I'm attaching a few pictures of the girls - they're crappy quality (cell phone) but we had a professional picture taken of Lucy and her newly titled status - the judge even tightened his tie for us so he'd look extra snazzy!! :lol: Unfortunately, the photographer at our show uses FILM not digital so he can't get an electronic format to me until he gets back to his home - he said he'd email a copy to me on Tuesday and then I'll post her pro picture, too...
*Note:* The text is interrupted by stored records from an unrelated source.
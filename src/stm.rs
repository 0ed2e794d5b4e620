// Copyright 2025 The efx authors
//
// Licensed under the Apache License, Version 2.0, <LICENSE-APACHE or
// http://apache.org/licenses/LICENSE-2.0> or the MIT license <LICENSE-MIT or
// http://opensource.org/licenses/MIT>, at your option. This file may not be
// copied, modified, or distributed except according to those terms.

//! Software transactional memory: optimistic transactions over versioned
//! cells with a serializing commit lock.
//!
//! A [`Stm`] value is a *re-runnable* description of a transaction; running
//! it stages reads and writes in a [`Journal`] that is validated and
//! committed atomically by [`atomically`]. A transaction that observes a
//! stale world (or calls [`Stm::retry`]) is re-run from scratch: the commit
//! loop yields through the runtime with randomized exponential backoff
//! rather than blocking an executor thread, so conflicting transactions
//! stay cooperative. Non-conflicting transactions commit in bounded
//! retries; heavily conflicting ones may starve, which the backoff makes
//! unlikely but not impossible.
//!
//! [`Journal`]: journal::Journal

pub(crate) mod journal;
mod tvar;

pub use tvar::TVar;

use crate::cause::Failure;
use crate::effect::Effect;
use crate::platform::Platform;
use crate::util::LockExt;
use core::convert::Infallible;
use core::fmt;
use journal::Journal;
use std::sync::Arc;

/// A composable, re-runnable transaction producing an `A` or failing with
/// an `E`. Failure aborts without committing.
pub struct Stm<A, E = Infallible> {
    run: Arc<dyn Fn(&mut Journal) -> StmResult<A, E> + Send + Sync>,
}

/// One attempt's outcome, before validation.
pub(crate) enum StmResult<A, E> {
    Done(A),
    Fail(E),
    Retry,
}

// === impl Stm ===

impl<A, E> Stm<A, E>
where
    A: Send + 'static,
    E: Failure,
{
    pub(crate) fn from_fn(
        run: impl Fn(&mut Journal) -> StmResult<A, E> + Send + Sync + 'static,
    ) -> Self {
        Self { run: Arc::new(run) }
    }

    /// A transaction producing `value`.
    pub fn succeed(value: A) -> Self
    where
        A: Clone + Sync,
    {
        Self::from_fn(move |_| StmResult::Done(value.clone()))
    }

    /// A transaction failing with `error`; nothing commits.
    pub fn fail(error: E) -> Self
    where
        E: Clone,
    {
        Self::from_fn(move |_| StmResult::Fail(error.clone()))
    }

    /// Abandons the journal and re-runs the transaction from scratch.
    pub fn retry() -> Self {
        Self::from_fn(|_| StmResult::Retry)
    }

    pub fn map<B: Send + 'static>(
        self,
        f: impl Fn(A) -> B + Send + Sync + 'static,
    ) -> Stm<B, E> {
        let run = self.run;
        Stm::from_fn(move |journal| match run(journal) {
            StmResult::Done(a) => StmResult::Done(f(a)),
            StmResult::Fail(e) => StmResult::Fail(e),
            StmResult::Retry => StmResult::Retry,
        })
    }

    pub fn flat_map<B: Send + 'static>(
        self,
        f: impl Fn(A) -> Stm<B, E> + Send + Sync + 'static,
    ) -> Stm<B, E> {
        let run = self.run;
        Stm::from_fn(move |journal| match run(journal) {
            StmResult::Done(a) => (f(a).run)(journal),
            StmResult::Fail(e) => StmResult::Fail(e),
            StmResult::Retry => StmResult::Retry,
        })
    }

    pub fn zip_right<B: Send + 'static>(self, that: Stm<B, E>) -> Stm<B, E> {
        self.flat_map(move |_| that.clone())
    }

    /// Falls back to `that` if this transaction fails *or* retries. The
    /// journal is rolled back to its state before this transaction ran, so
    /// the fallback sees an untouched world.
    pub fn or_else(self, that: Stm<A, E>) -> Stm<A, E> {
        let run = self.run;
        Stm::from_fn(move |journal| {
            let snapshot = journal.snapshot();
            match run(journal) {
                StmResult::Done(a) => StmResult::Done(a),
                StmResult::Fail(_) | StmResult::Retry => {
                    journal.restore(snapshot);
                    (that.run)(journal)
                }
            }
        })
    }

    /// Surfaces the typed failure as a value, committing either way.
    pub fn either(self) -> Stm<Result<A, E>, E> {
        let run = self.run;
        Stm::from_fn(move |journal| match run(journal) {
            StmResult::Done(a) => StmResult::Done(Ok(a)),
            StmResult::Fail(e) => StmResult::Done(Err(e)),
            StmResult::Retry => StmResult::Retry,
        })
    }

    /// Commits this transaction as an effect; alias for [`atomically`].
    pub fn commit(self) -> Effect<A, E> {
        atomically(self)
    }
}

impl<E: Failure> Stm<(), E> {
    /// Retries until `condition` holds.
    pub fn check(condition: bool) -> Self {
        Self::from_fn(move |_| {
            if condition {
                StmResult::Done(())
            } else {
                StmResult::Retry
            }
        })
    }
}

impl<A, E> Clone for Stm<A, E> {
    fn clone(&self) -> Self {
        Self {
            run: Arc::clone(&self.run),
        }
    }
}

impl<A, E> fmt::Debug for Stm<A, E> {
    fn fmt(&self, f: &mut fmt::Formatter<'_>) -> fmt::Result {
        f.write_str("Stm(..)")
    }
}

/// Runs a transaction atomically: either every staged write becomes
/// visible, or none does.
///
/// The commit loop: run the transaction against a fresh journal, take the
/// platform's commit lock, validate every entry's observed version, and
/// commit if valid. An invalid journal or an explicit [`Stm::retry`]
/// re-runs the transaction after a cooperative yield with randomized
/// backoff.
pub fn atomically<A, E>(transaction: Stm<A, E>) -> Effect<A, E>
where
    A: Send + 'static,
    E: Failure,
{
    Effect::descriptor_with(move |descriptor| {
        attempt(transaction, Arc::clone(&descriptor.platform), 0)
    })
}

fn attempt<A, E>(transaction: Stm<A, E>, platform: Arc<Platform>, retries: u32) -> Effect<A, E>
where
    A: Send + 'static,
    E: Failure,
{
    Effect::suspend(move || {
        let mut journal = Journal::new();
        let result = (transaction.run)(&mut journal);

        let outcome = {
            let _commit = platform.stm_commit_lock().locked();
            if journal.is_valid() {
                match result {
                    StmResult::Done(a) => {
                        journal.commit();
                        Some(Ok(a))
                    }
                    StmResult::Fail(e) => Some(Err(e)),
                    StmResult::Retry => None,
                }
            } else {
                None
            }
        };

        match outcome {
            Some(Ok(a)) => Effect::succeed(a),
            Some(Err(e)) => Effect::fail(e),
            None => {
                tracing::trace!(retries, "transaction retries");
                backoff(retries);
                Effect::yield_now()
                    .flat_map(move |()| attempt(transaction, platform, retries.saturating_add(1)))
            }
        }
    })
}

/// Spins briefly with randomized, exponentially growing jitter so that
/// conflicting transactions de-synchronize.
fn backoff(retries: u32) {
    let ceiling = 1_u32 << retries.min(10);
    for _ in 0..fastrand::u32(..ceiling) {
        core::hint::spin_loop();
    }
}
Here are pictures of Chasing Chalumeau's Sweet Etude RN after getting her first leg of RA, and a couple of Arreau's Rock With You RN. We're registered for the next three show days too - so we'll see how we do during the next few days!!

Barb


----------



## 2719 (Feb 8, 2011)

Good for you and your gang! It feels so good to see our loved ones succeed and have fun at the same time.


----------



## Virginia TheNurse (Mar 11, 2011)

Yay yay yay !!!


----------



## Countryboy (May 16, 2011)

Way to perform, Lucy! U off-leash star. 

Big Poodle licks from Tonka and Watson.


----------



## ArreauStandardPoodle (Sep 1, 2009)

How incredible! I am so proud of all of you! Way to go! And may I say you look fabulous Dahling!!! 2 titles in 24 hours! Be still my heart!


----------



## Chagall's mom (Jan 9, 2010)

Congratulations to lovely Lucy and you!!


----------



## Rowan (May 27, 2011)

Congrats to you and Lucy!!!  You look fantastic. You should both be very proud of your accomplishments.


----------



## Trillium (Sep 1, 2009)

Good job. You guys both look great. So excited for you.


----------



## ArreauStandardPoodle (Sep 1, 2009)

I am looking forward to hearing how today goes! First attempt for Lucybug in Rally Advanced which is all off leash. Barb is not too confident because there hasn't been much training work done off leash, but Lucy is a bright little monkey, so maybe some nice surprises await us over the weekend! GOOD LUCK team Plum!


----------



## DonnaM (Aug 1, 2011)

You must be so proud....They all have their 'off' days but this was a great few days for you!!


----------



## cavon (Aug 10, 2010)

Big Congratulations!!!!


----------



## Fond of Poodles (Feb 1, 2011)

Congrats Plum! Can't wait to see the pro pictures! (who the heck uses film these days?LOL)


----------



## Jessie's Mom (Mar 23, 2010)

barb!!!! congrats to team PLUM - this was a wonderful two weeks for the Arreau family. i feel the pride across the miles. 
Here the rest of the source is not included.